The annual number of DOAC items prescribed for each GP practice population as a proportion of all anticoagulant items prescribed.

DESIGN

This longitudinal ecological study used panel regression models to investigate the association between trends in DOAC prescribing within GP practice populations and trends in emergency admission rates for bleeding and thromboembolic conditions, while controlling for confounders.

RESULTS

For each additional 10% of DOACs prescribed as a proportion of all anticoagulants, there was a 0.9% increase in bleeding complications (rate ratio 1.008 95% CI 1.003 to 1.013). The introduction of DOACs between 2011 and 2016 was associated with additional 4929 (95% CI 2489 to 7370) emergency admissions for bleeding complications.
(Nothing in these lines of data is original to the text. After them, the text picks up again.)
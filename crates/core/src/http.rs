//! Request and response values exchanged between pages, the cache, and the
//! origin.

use ::url::Url;
use schemars::JsonSchema;
use serde::{Deserialize, Serialize};

use crate::Error;
use crate::url::canonicalize;

/// How the page issued the request.
#[derive(Debug, Clone, Copy, Default, PartialEq, Eq, Serialize, Deserialize, JsonSchema)]
#[serde(rename_all = "lowercase")]
pub enum RequestMode {
    /// Top-level document load.
    Navigate,
    /// Script, style, image, XHR, and everything else.
    #[default]
    Subresource,
}

/// An intercepted request. Immutable once built.
#[derive(Debug, Clone, PartialEq, Eq)]
pub struct Request {
    method: String,
    url: Url,
    mode: RequestMode,
}

impl Request {
    /// Build a request, canonicalizing `url` against the app origin.
    pub fn new(method: &str, url: &str, mode: RequestMode, origin: &Url) -> Result<Self, Error> {
        let method = method.trim().to_ascii_uppercase();
        if method.is_empty() {
            return Err(Error::InvalidInput("method cannot be empty".into()));
        }
        let url = canonicalize(url, origin)?;
        Ok(Self { method, url, mode })
    }

    /// Shorthand for a sub-resource GET.
    pub fn get(url: &str, origin: &Url) -> Result<Self, Error> {
        Self::new("GET", url, RequestMode::Subresource, origin)
    }

    /// Shorthand for a navigation GET.
    pub fn navigate(url: &str, origin: &Url) -> Result<Self, Error> {
        Self::new("GET", url, RequestMode::Navigate, origin)
    }

    pub fn method(&self) -> &str {
        &self.method
    }

    pub fn url(&self) -> &Url {
        &self.url
    }

    pub fn mode(&self) -> RequestMode {
        self.mode
    }

    pub fn is_get(&self) -> bool {
        self.method == "GET"
    }

    pub fn is_navigation(&self) -> bool {
        self.mode == RequestMode::Navigate
    }
}

/// A response as served to the page or stored in a partition.
#[derive(Debug, Clone, PartialEq, Eq, Serialize, Deserialize)]
pub struct Response {
    pub status: u16,
    pub status_text: String,
    /// Header pairs in arrival order; names are stored lowercase.
    pub headers: Vec<(String, String)>,
    pub body: Vec<u8>,
}

impl Response {
    pub fn new(status: u16, status_text: impl Into<String>, body: impl Into<Vec<u8>>) -> Self {
        Self { status, status_text: status_text.into(), headers: Vec::new(), body: body.into() }
    }

    /// Append a header, lowercasing the name.
    pub fn with_header(mut self, name: &str, value: impl Into<String>) -> Self {
        self.headers.push((name.to_ascii_lowercase(), value.into()));
        self
    }

    /// JSON body with `Content-Type: application/json`.
    pub fn json<T: Serialize>(status: u16, status_text: &str, value: &T) -> Result<Self, Error> {
        let body = serde_json::to_vec(value).map_err(|e| Error::InvalidInput(format!("unserializable body: {e}")))?;
        Ok(Self::new(status, status_text, body).with_header("content-type", "application/json"))
    }

    /// True for any 2xx status.
    pub fn is_ok(&self) -> bool {
        (200..=299).contains(&self.status)
    }

    /// First value of a header, matched case-insensitively.
    pub fn header(&self, name: &str) -> Option<&str> {
        self.headers
            .iter()
            .find(|(k, _)| k.eq_ignore_ascii_case(name))
            .map(|(_, v)| v.as_str())
    }

    pub fn content_type(&self) -> Option<&str> {
        self.header("content-type")
    }

    /// Body decoded as UTF-8, lossily.
    pub fn text(&self) -> String {
        String::from_utf8_lossy(&self.body).into_owned()
    }

    /// Body parsed as JSON.
    pub fn parse_json<T: serde::de::DeserializeOwned>(&self) -> Result<T, serde_json::Error> {
        serde_json::from_slice(&self.body)
    }
}
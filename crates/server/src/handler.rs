//! MCP server handler implementation.
//!
//! Each worker event the browser would deliver is one tool; the handler only
//! routes tool calls to the implementations in `tools`.

use std::sync::Arc;

use rmcp::{
    ErrorData as McpError, ServerHandler,
    handler::server::{
        tool::{ToolCallContext, ToolRouter},
        wrapper::Parameters,
    },
    model::{
        CallToolRequestParam, CallToolResult, Implementation, ListToolsResult, PaginatedRequestParam, ProtocolVersion,
        ServerCapabilities, ServerInfo,
    },
    service::{RequestContext, RoleServer},
    tool, tool_router,
};
use ruralcare_worker::Worker;

use crate::tools::cache::{CacheKeysParams, keys_impl};
use crate::tools::fetch::{FetchParams, fetch_impl};
use crate::tools::lifecycle::{activate_impl, install_impl, status_impl};
use crate::tools::message::{MessageParams, message_impl};
use crate::tools::push::{NotificationClickParams, PushParams, notification_click_impl, push_impl};
use crate::tools::sync::{SyncParams, sync_impl};

/// The MCP server handler for the offline worker.
#[derive(Clone)]
pub struct WorkerServer {
    worker: Arc<Worker>,
    tool_router: ToolRouter<Self>,
}

/// Tool router implementation using the #[tool_router] macro.
///
/// This macro generates the routing logic that maps tool names to handler methods.
#[tool_router]
impl WorkerServer {
    /// Create a new server handler around a worker version.
    pub fn new(worker: Arc<Worker>) -> Self {
        Self { worker, tool_router: Self::tool_router() }
    }

    #[tool(description = "Install the worker: pre-cache the static manifest into the static partition.")]
    async fn install(&self) -> Result<CallToolResult, McpError> {
        install_impl(&self.worker).await
    }

    #[tool(description = "Activate the installed worker: delete stale partitions and take control of open pages.")]
    async fn activate(&self) -> Result<CallToolResult, McpError> {
        activate_impl(&self.worker).await
    }

    #[tool(description = "Report the lifecycle state and the current partition names.")]
    async fn status(&self) -> Result<CallToolResult, McpError> {
        status_impl(&self.worker).await
    }

    /// Route a page request through the worker.
    ///
    /// Static assets are served cache-first, API calls network-first with
    /// offline fallbacks. Requests the worker does not intercept go straight
    /// to the origin.
    #[tool(
        description = "Intercept a page request. Returns the response and whether it came from the network, a cache partition, the offline page, a canned fallback, or a synthetic 503."
    )]
    async fn fetch(&self, params: Parameters<FetchParams>) -> Result<CallToolResult, McpError> {
        fetch_impl(&self.worker, params.0).await
    }

    #[tool(
        description = "Deliver a sync event. Tags 'background-sync' and 'content-sync' (periodic) replay cached health records, pharmacy and symptom data."
    )]
    async fn sync(&self, params: Parameters<SyncParams>) -> Result<CallToolResult, McpError> {
        sync_impl(&self.worker, params.0).await
    }

    #[tool(description = "Post a message to the worker. Only {\"type\":\"SKIP_WAITING\"} is understood.")]
    async fn message(&self, params: Parameters<MessageParams>) -> Result<CallToolResult, McpError> {
        message_impl(&self.worker, params.0).await
    }

    #[tool(description = "Deliver a push event. Returns the notification to show, if any.")]
    async fn push(&self, params: Parameters<PushParams>) -> Result<CallToolResult, McpError> {
        push_impl(&self.worker, params.0).await
    }

    #[tool(description = "Deliver a notification click. Returns whether a window should be opened.")]
    async fn notification_click(
        &self, params: Parameters<NotificationClickParams>,
    ) -> Result<CallToolResult, McpError> {
        notification_click_impl(&self.worker, params.0).await
    }

    #[tool(description = "List cache partitions and, optionally, the URLs stored in each.")]
    async fn cache_keys(&self, params: Parameters<CacheKeysParams>) -> Result<CallToolResult, McpError> {
        keys_impl(&self.worker, params.0).await
    }
}

impl ServerHandler for WorkerServer {
    fn get_info(&self) -> ServerInfo {
        ServerInfo {
            server_info: Implementation {
                name: "ruralcare-sw".into(),
                version: env!("CARGO_PKG_VERSION").into(),
                ..Default::default()
            },
            protocol_version: ProtocolVersion::LATEST,
            capabilities: ServerCapabilities::builder().enable_tools().build(),
            ..Default::default()
        }
    }

    async fn list_tools(
        &self, _request: Option<PaginatedRequestParam>, _context: RequestContext<RoleServer>,
    ) -> Result<ListToolsResult, rmcp::model::ErrorData> {
        Ok(ListToolsResult { meta: None, tools: self.tool_router.list_all(), next_cursor: None })
    }

    async fn call_tool(
        &self, request: CallToolRequestParam, context: RequestContext<RoleServer>,
    ) -> Result<CallToolResult, rmcp::model::ErrorData> {
        self.tool_router
            .call(ToolCallContext::new(self, request, context))
            .await
    }
}
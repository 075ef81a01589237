//! sync tool implementation.

use rmcp::{ErrorData as McpError, model::CallToolResult};
use ruralcare_worker::sync::BACKGROUND_SYNC_TAG;
use ruralcare_worker::{SyncReport, Worker, WorkerEvent, WorkerOutcome};
use schemars::JsonSchema;
use serde::{Deserialize, Serialize};

use super::json_result;
use super::lifecycle::unexpected;

/// Parameters for the sync tool.
#[derive(Debug, Clone, Serialize, Deserialize, JsonSchema)]
pub struct SyncParams {
    /// Sync tag (default: "background-sync").
    #[serde(default = "default_tag")]
    pub tag: String,

    /// Deliver as a periodic sync event.
    #[serde(default)]
    pub periodic: bool,
}

fn default_tag() -> String {
    BACKGROUND_SYNC_TAG.into()
}

/// Output from the sync tool.
#[derive(Debug, Clone, Serialize, Deserialize, JsonSchema)]
pub struct SyncOutput {
    pub tag: String,
    /// False when the tag is not one the worker syncs on.
    pub handled: bool,
    pub report: Option<SyncReport>,
}

/// Implementation of the sync tool.
pub async fn sync_impl(worker: &Worker, params: SyncParams) -> Result<CallToolResult, McpError> {
    let tag = params.tag.clone();
    let event = if params.periodic {
        WorkerEvent::PeriodicSync { tag: params.tag }
    } else {
        WorkerEvent::Sync { tag: params.tag }
    };

    let output = match worker.dispatch(event).await? {
        WorkerOutcome::Synced(report) => SyncOutput { tag, handled: true, report: Some(report) },
        WorkerOutcome::Ignored => SyncOutput { tag, handled: false, report: None },
        other => return Err(unexpected(&other)),
    };

    json_result(&output)
}

#[cfg(test)]
mod tests {
    use super::*;
    use crate::tools::{output_json, test_origin, test_worker};
    use ruralcare_core::Response;

    #[tokio::test]
    async fn test_sync_replays_cached_records() {
        let worker = test_worker(test_origin()).await;
        let request = worker.request("GET", "/api/health-records", Default::default()).unwrap();
        worker
            .db()
            .open_partition(&worker.status().dynamic_cache)
            .await
            .unwrap()
            .put(&request, &Response::new(200, "OK", r#"{"records":[{"id":1}]}"#))
            .await
            .unwrap();

        let output = output_json(&sync_impl(&worker, SyncParams { tag: default_tag(), periodic: false }).await.unwrap());
        assert_eq!(output["handled"], true);
        let steps = output["report"]["steps"].as_array().unwrap();
        assert_eq!(steps[0]["step"], "health-records");
        assert_eq!(steps[0]["outcome"], "replayed");
        assert_eq!(steps[1]["outcome"], "absent");
    }

    #[tokio::test]
    async fn test_periodic_content_sync() {
        let worker = test_worker(test_origin()).await;
        let params = SyncParams { tag: "content-sync".into(), periodic: true };
        let output = output_json(&sync_impl(&worker, params).await.unwrap());
        assert_eq!(output["handled"], true);
    }

    #[tokio::test]
    async fn test_unknown_tag_ignored() {
        let worker = test_worker(test_origin()).await;
        let params = SyncParams { tag: "news".into(), periodic: false };
        let output = output_json(&sync_impl(&worker, params).await.unwrap());
        assert_eq!(output["handled"], false);
        assert!(output["report"].is_null());
    }
}
//! cache_keys tool implementation.
//!
//! Lists partitions in creation order, flagging the ones the current worker
//! version owns.

use rmcp::{ErrorData as McpError, model::CallToolResult};
use ruralcare_worker::Worker;
use schemars::JsonSchema;
use serde::{Deserialize, Serialize};

use crate::tools::json_result;

/// Parameters for the cache_keys tool.
#[derive(Debug, Clone, Default, Serialize, Deserialize, JsonSchema)]
pub struct CacheKeysParams {
    /// Include the URLs stored in each partition.
    #[serde(default)]
    pub entries: bool,
}

#[derive(Debug, Clone, Serialize, Deserialize, JsonSchema)]
pub struct PartitionInfo {
    pub name: String,
    /// Owned by the current worker version; stale otherwise.
    pub current: bool,
    pub len: usize,
    #[serde(skip_serializing_if = "Option::is_none")]
    pub urls: Option<Vec<String>>,
}

/// Output from the cache_keys tool.
#[derive(Debug, Clone, Serialize, Deserialize, JsonSchema)]
pub struct CacheKeysOutput {
    pub partitions: Vec<PartitionInfo>,
    /// Body bytes across all partitions.
    pub stored_bytes: u64,
}

/// Implementation of the cache_keys tool.
pub async fn keys_impl(worker: &Worker, params: CacheKeysParams) -> Result<CallToolResult, McpError> {
    let db = worker.db();
    let current = worker.lifecycle().names().current();

    let mut partitions = Vec::new();
    for name in db.keys().await? {
        let partition = db.open_partition(&name).await?;
        let len = partition.len().await?;
        let urls = if params.entries { Some(partition.keys().await?) } else { None };
        let is_current = current.contains(&name);
        partitions.push(PartitionInfo { name, current: is_current, len, urls });
    }

    json_result(&CacheKeysOutput { partitions, stored_bytes: db.stored_bytes().await? })
}
//! Canned offline payloads for API calls that neither the network nor the
//! dynamic partition could answer.
//!
//! Every payload is well-formed JSON, so callers never need a "no response"
//! branch.

use ruralcare_core::url::path_of;
use ruralcare_core::{Request, Response};
use serde::{Deserialize, Serialize};

/// API category of a fallback payload.
#[derive(Debug, Clone, Copy, PartialEq, Eq, Serialize, Deserialize)]
#[serde(rename_all = "kebab-case")]
pub enum FallbackKind {
    Pharmacy,
    HealthRecords,
    Symptoms,
    Unavailable,
}

impl FallbackKind {
    /// Category selected by substring of the URL path. First match wins.
    pub fn for_path(path: &str) -> Self {
        if path.contains("pharmacy") {
            FallbackKind::Pharmacy
        } else if path.contains("health-records") {
            FallbackKind::HealthRecords
        } else if path.contains("symptoms") {
            FallbackKind::Symptoms
        } else {
            FallbackKind::Unavailable
        }
    }
}

#[derive(Debug, Clone, PartialEq, Serialize, Deserialize)]
pub struct Medicine {
    pub id: u32,
    pub name: String,
    pub pharmacy: String,
    pub availability: String,
    pub price: String,
    pub distance: String,
}

#[derive(Debug, Clone, PartialEq, Serialize, Deserialize)]
pub struct PharmacyPayload {
    pub medicines: Vec<Medicine>,
}

#[derive(Debug, Clone, PartialEq, Serialize, Deserialize)]
pub struct HealthRecordsPayload {
    pub records: Vec<serde_json::Value>,
}

#[derive(Debug, Clone, PartialEq, Serialize, Deserialize)]
#[serde(rename_all = "camelCase")]
pub struct SymptomAnalysis {
    pub possible_conditions: Vec<String>,
    pub recommended_actions: Vec<String>,
}

#[derive(Debug, Clone, PartialEq, Serialize, Deserialize)]
pub struct SymptomsPayload {
    pub analysis: SymptomAnalysis,
}

/// Generic envelope for categories without canned data.
#[derive(Debug, Clone, PartialEq, Serialize, Deserialize)]
pub struct OfflineEnvelope {
    pub error: String,
    pub message: String,
}

fn medicine(id: u32, name: &str, pharmacy: &str, availability: &str, price: &str, distance: &str) -> Medicine {
    Medicine {
        id,
        name: name.into(),
        pharmacy: pharmacy.into(),
        availability: availability.into(),
        price: price.into(),
        distance: distance.into(),
    }
}

pub fn pharmacy_payload() -> PharmacyPayload {
    PharmacyPayload {
        medicines: vec![
            medicine(1, "Paracetamol 500mg", "Rural Health Pharmacy", "available", "₹25", "2.5 km"),
            medicine(2, "Amoxicillin 250mg", "Village Medical Store", "low-stock", "₹45", "1.8 km"),
        ],
    }
}

pub fn symptoms_payload() -> SymptomsPayload {
    SymptomsPayload {
        analysis: SymptomAnalysis {
            possible_conditions: vec!["General Malaise".into()],
            recommended_actions: vec!["Monitor symptoms".into(), "Consult healthcare provider if symptoms persist".into()],
        },
    }
}

/// Synthesize the substitute response for `request`.
pub fn provide(request: &Request) -> Response {
    let kind = FallbackKind::for_path(path_of(request.url().as_str()));
    tracing::info!(url = %request.url(), ?kind, "serving offline fallback");

    let built = match kind {
        FallbackKind::Pharmacy => Response::json(200, "OK", &pharmacy_payload()),
        FallbackKind::HealthRecords => Response::json(200, "OK", &HealthRecordsPayload { records: Vec::new() }),
        FallbackKind::Symptoms => Response::json(200, "OK", &symptoms_payload()),
        FallbackKind::Unavailable => Response::json(503, "Service Unavailable", &unavailable()),
    };

    // The payload types above always serialize.
    built.unwrap_or_else(|_| {
        Response::new(503, "Service Unavailable", r#"{"error":"Offline","message":"Service temporarily unavailable"}"#)
            .with_header("content-type", "application/json")
    })
}

fn unavailable() -> OfflineEnvelope {
    OfflineEnvelope { error: "Offline".into(), message: "Service temporarily unavailable".into() }
}
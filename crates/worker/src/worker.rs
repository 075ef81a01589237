//! Event dispatcher.
//!
//! One `Worker` per worker version. The host delivers events one at a time
//! or concurrently; every handler takes `&self`.

use std::sync::Arc;

use ruralcare_core::{AppConfig, CacheDb, Error, Request, RequestMode};
use schemars::JsonSchema;
use serde::{Deserialize, Serialize};
use url::Url;

use crate::classify::Classifier;
use crate::lifecycle::{ActivateReport, InstallReport, Lifecycle, LifecycleState};
use crate::origin::Origin;
use crate::push::{self, ClickOutcome, Notification, PushPayload};
use crate::strategy::{FetchEngine, Served};
use crate::sync::{SyncCoordinator, SyncReport};

/// Message posted to the worker by a page.
#[derive(Debug, Clone, Copy, PartialEq, Eq, Serialize, Deserialize, JsonSchema)]
#[serde(tag = "type", rename_all = "SCREAMING_SNAKE_CASE")]
pub enum ControlMessage {
    SkipWaiting,
}

impl ControlMessage {
    /// Parse a posted message; anything unrecognized is `None`.
    pub fn parse(value: &serde_json::Value) -> Option<Self> {
        serde_json::from_value(value.clone()).ok()
    }
}

#[derive(Debug, Clone)]
pub enum WorkerEvent {
    Install,
    Activate,
    Fetch(Request),
    Sync { tag: String },
    PeriodicSync { tag: String },
    Message(ControlMessage),
    Push(Option<PushPayload>),
    NotificationClick { action: Option<String> },
}

#[derive(Debug, Clone, PartialEq)]
pub enum WorkerOutcome {
    Installed(InstallReport),
    Activated(ActivateReport),
    Served(Served),
    /// The worker did not intercept; the request goes straight to the network.
    Passthrough,
    Synced(SyncReport),
    /// Event with a tag this worker does not handle.
    Ignored,
    SkipWaiting,
    Notification(Option<Notification>),
    Clicked(ClickOutcome),
}

#[derive(Debug, Clone, PartialEq, Eq, Serialize, Deserialize, JsonSchema)]
pub struct WorkerStatus {
    pub state: LifecycleState,
    pub controlling: bool,
    pub skip_waiting: bool,
    pub static_cache: String,
    pub dynamic_cache: String,
}

pub struct Worker {
    app_origin: Url,
    db: CacheDb,
    origin: Arc<dyn Origin>,
    lifecycle: Lifecycle,
    engine: FetchEngine,
    sync: SyncCoordinator,
}

impl Worker {
    /// Wire up a worker version from configuration.
    pub fn new(config: &AppConfig, db: CacheDb, origin: Arc<dyn Origin>) -> Result<Self, Error> {
        let app_origin = config.origin_url().map_err(|e| Error::InvalidUrl(e.to_string()))?;
        let names = config.cache_names();
        let classifier = Classifier::new(&config.static_manifest, &config.api_prefix, &app_origin);
        let lifecycle =
            Lifecycle::new(db.clone(), names.clone(), origin.clone(), &config.static_manifest, &app_origin)?;
        let engine = FetchEngine::new(db.clone(), names.clone(), classifier, origin.clone(), &app_origin)?;
        let sync = SyncCoordinator::new(db.clone(), names, app_origin.clone());
        Ok(Self { app_origin, db, origin, lifecycle, engine, sync })
    }

    /// Build a request the way a page of this app would issue it.
    pub fn request(&self, method: &str, url: &str, mode: RequestMode) -> Result<Request, Error> {
        Request::new(method, url, mode, &self.app_origin)
    }

    pub fn app_origin(&self) -> &Url {
        &self.app_origin
    }

    pub fn db(&self) -> &CacheDb {
        &self.db
    }

    pub fn origin(&self) -> &Arc<dyn Origin> {
        &self.origin
    }

    pub fn lifecycle(&self) -> &Lifecycle {
        &self.lifecycle
    }

    pub fn status(&self) -> WorkerStatus {
        let names = self.lifecycle.names();
        WorkerStatus {
            state: self.lifecycle.state(),
            controlling: self.lifecycle.is_controlling(),
            skip_waiting: self.lifecycle.is_skip_waiting(),
            static_cache: names.static_name().to_string(),
            dynamic_cache: names.dynamic_name().to_string(),
        }
    }

    /// Take over from an earlier process if this version is already installed.
    pub async fn resume(&self) -> Result<bool, Error> {
        self.lifecycle.resume().await
    }

    pub async fn dispatch(&self, event: WorkerEvent) -> Result<WorkerOutcome, Error> {
        match event {
            WorkerEvent::Install => Ok(WorkerOutcome::Installed(self.lifecycle.install().await?)),
            WorkerEvent::Activate => Ok(WorkerOutcome::Activated(self.lifecycle.activate().await?)),
            WorkerEvent::Fetch(request) => Ok(self.fetch(&request).await),
            WorkerEvent::Sync { tag } | WorkerEvent::PeriodicSync { tag } => Ok(self.sync(&tag).await),
            WorkerEvent::Message(ControlMessage::SkipWaiting) => {
                self.lifecycle.skip_waiting();
                Ok(WorkerOutcome::SkipWaiting)
            }
            WorkerEvent::Push(payload) => Ok(WorkerOutcome::Notification(push::on_push(payload))),
            WorkerEvent::NotificationClick { action } => {
                Ok(WorkerOutcome::Clicked(push::on_notification_click(action.as_deref())))
            }
        }
    }

    async fn fetch(&self, request: &Request) -> WorkerOutcome {
        if !self.lifecycle.is_controlling() {
            tracing::debug!(url = %request.url(), state = %self.lifecycle.state(), "not controlling, passing through");
            return WorkerOutcome::Passthrough;
        }
        match self.engine.handle(request).await {
            Some(served) => WorkerOutcome::Served(served),
            None => WorkerOutcome::Passthrough,
        }
    }

    async fn sync(&self, tag: &str) -> WorkerOutcome {
        if !SyncCoordinator::handles_tag(tag) {
            tracing::debug!(tag, "ignoring sync tag");
            return WorkerOutcome::Ignored;
        }
        WorkerOutcome::Synced(self.sync.run().await)
    }
}

#[cfg(test)]
mod tests {
    use super::*;
    use crate::origin::MemoryOrigin;
    use crate::strategy::ResponseSource;
    use ruralcare_core::Response;

    fn config() -> AppConfig {
        AppConfig {
            static_manifest: vec!["/".into(), "/index.html".into(), "/styles.css".into()],
            ..Default::default()
        }
    }

    fn memory() -> Arc<MemoryOrigin> {
        Arc::new(
            MemoryOrigin::new()
                .with_route("http://localhost:8080/", Response::new(200, "OK", "<html>root</html>"))
                .with_route("http://localhost:8080/index.html", Response::new(200, "OK", "<html>index</html>"))
                .with_route("http://localhost:8080/styles.css", Response::new(200, "OK", "body{}")),
        )
    }

    async fn worker(memory: Arc<MemoryOrigin>) -> Worker {
        let db = CacheDb::open_in_memory().await.unwrap();
        Worker::new(&config(), db, memory).unwrap()
    }

    fn get(path: &str) -> Request {
        Request::get(path, &config().origin_url().unwrap()).unwrap()
    }

    #[tokio::test]
    async fn test_fetch_passes_through_until_active() {
        let memory = memory();
        let worker = worker(memory.clone()).await;

        let outcome = worker.dispatch(WorkerEvent::Fetch(get("/styles.css"))).await.unwrap();
        assert_eq!(outcome, WorkerOutcome::Passthrough);
        assert_eq!(memory.total_calls(), 0);

        worker.dispatch(WorkerEvent::Install).await.unwrap();
        let outcome = worker.dispatch(WorkerEvent::Fetch(get("/styles.css"))).await.unwrap();
        assert_eq!(outcome, WorkerOutcome::Passthrough);

        worker.dispatch(WorkerEvent::Activate).await.unwrap();
        let WorkerOutcome::Served(served) = worker.dispatch(WorkerEvent::Fetch(get("/styles.css"))).await.unwrap()
        else {
            panic!("expected a served response");
        };
        assert_eq!(served.source, ResponseSource::Cache);
        assert_eq!(served.response.text(), "body{}");
    }

    #[tokio::test]
    async fn test_full_lifecycle_then_offline() {
        let memory = memory();
        let worker = worker(memory.clone()).await;
        worker.dispatch(WorkerEvent::Install).await.unwrap();
        worker.dispatch(WorkerEvent::Activate).await.unwrap();
        memory.set_online(false);

        let nav = Request::navigate("/consult", &config().origin_url().unwrap()).unwrap();
        let WorkerOutcome::Served(served) = worker.dispatch(WorkerEvent::Fetch(nav)).await.unwrap() else {
            panic!("expected a served response");
        };
        assert_eq!(served.source, ResponseSource::OfflinePage);
        assert_eq!(served.response.text(), "<html>index</html>");
    }

    #[tokio::test]
    async fn test_post_passes_through_when_active() {
        let worker = worker(memory()).await;
        worker.dispatch(WorkerEvent::Install).await.unwrap();
        worker.dispatch(WorkerEvent::Activate).await.unwrap();

        let post = Request::new("POST", "/api/symptoms", RequestMode::Subresource, &config().origin_url().unwrap())
            .unwrap();
        assert_eq!(worker.dispatch(WorkerEvent::Fetch(post)).await.unwrap(), WorkerOutcome::Passthrough);
    }

    #[tokio::test]
    async fn test_sync_tags() {
        let worker = worker(memory()).await;

        let outcome = worker.dispatch(WorkerEvent::Sync { tag: "background-sync".into() }).await.unwrap();
        assert!(matches!(outcome, WorkerOutcome::Synced(report) if report.steps.len() == 3));

        let outcome = worker.dispatch(WorkerEvent::PeriodicSync { tag: "content-sync".into() }).await.unwrap();
        assert!(matches!(outcome, WorkerOutcome::Synced(_)));

        let outcome = worker.dispatch(WorkerEvent::Sync { tag: "other".into() }).await.unwrap();
        assert_eq!(outcome, WorkerOutcome::Ignored);
    }

    #[tokio::test]
    async fn test_skip_waiting_message() {
        let worker = worker(memory()).await;
        let message = ControlMessage::parse(&serde_json::json!({"type": "SKIP_WAITING"})).unwrap();

        assert_eq!(worker.dispatch(WorkerEvent::Message(message)).await.unwrap(), WorkerOutcome::SkipWaiting);
        assert!(worker.status().skip_waiting);
        assert_eq!(worker.status().state, LifecycleState::Installing);
    }

    #[test]
    fn test_unknown_message_is_none() {
        assert!(ControlMessage::parse(&serde_json::json!({"type": "CLAIM"})).is_none());
        assert!(ControlMessage::parse(&serde_json::json!("SKIP_WAITING")).is_none());
    }

    #[tokio::test]
    async fn test_push_and_click() {
        let worker = worker(memory()).await;

        let outcome = worker.dispatch(WorkerEvent::Push(None)).await.unwrap();
        assert_eq!(outcome, WorkerOutcome::Notification(None));

        let payload = PushPayload { title: "Hi".into(), body: "there".into(), primary_key: serde_json::json!(1) };
        let outcome = worker.dispatch(WorkerEvent::Push(Some(payload))).await.unwrap();
        assert!(matches!(outcome, WorkerOutcome::Notification(Some(n)) if n.title == "Hi"));

        let outcome = worker.dispatch(WorkerEvent::NotificationClick { action: Some("explore".into()) }).await.unwrap();
        assert_eq!(outcome, WorkerOutcome::Clicked(ClickOutcome { closed: true, open: Some("/".into()) }));
    }

    #[tokio::test]
    async fn test_status_names() {
        let worker = worker(memory()).await;
        let status = worker.status();
        assert_eq!(status.static_cache, "ruralcare-static-v1.0.0");
        assert_eq!(status.dynamic_cache, "ruralcare-dynamic-v1.0.0");
        assert!(!status.controlling);
    }
}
Increased DOAC prescribing was associated with a slight decline in admission for thromboembolic conditions.

CONCLUSION

Our data show that the rapid increase in prescribing of DOACs after changes in National Institute for Health and Care Excellence guidelines in 2014 may have been associated with a higher rate of emergency admissions for bleeding conditions. These consequences need to be considered in assessing the benefits and costs of the widespread use of DOACs.

摘要

目的

人们对直接口服抗凝剂(DOAC)在临床实践中的长期安全性存在担忧。本研究旨在调查与维生素 K 拮抗剂相比,DOAC 在英国的引入是否与出血或血栓栓塞并发症的住院治疗变化相关。

设置

2011 年至 2016 年期间,英格兰的 5508 家全科医生(GP)诊所。

参与者

所有在英格兰注册人口超过 1000 人的 GP 诊所,且所有 6 年的数据均可用。

主要观察指标

英格兰每个 GP 诊所的每 100000 人因出血或血栓栓塞而急诊入院的人数。

主要暴露指标

每个 GP 诊所人群中 DOAC 的年处方数量占所有抗凝药物处方数量的比例。

设计

这是一项纵向生态研究,使用面板回归模型,在控制混杂因素的情况下,调查 GP 诊所人群中 DOAC 处方趋势与出血和血栓栓塞情况的急诊入院率趋势之间的关联。

结果

DOAC 处方占所有抗凝药物的比例每增加 10%,出血并发症的发生率就会增加 0.9%(比值比 1.008,95%CI 1.003 至 1.013)。2011 年至 2016 年间 DOAC 的引入与出血并发症的急诊入院人数增加了 4929 例(95%CI 2489 至 7370)有关。DOAC 处方的增加与血栓栓塞疾病的入院率略有下降有关。

结论

我们的数据表明,2014 年国家卫生与保健卓越研究所指南改变后,DOAC 的处方迅速增加,可能与出血情况的急诊入院率升高有关。在评估 DOAC 广泛使用的益处和成本时,需要考虑到这些后果。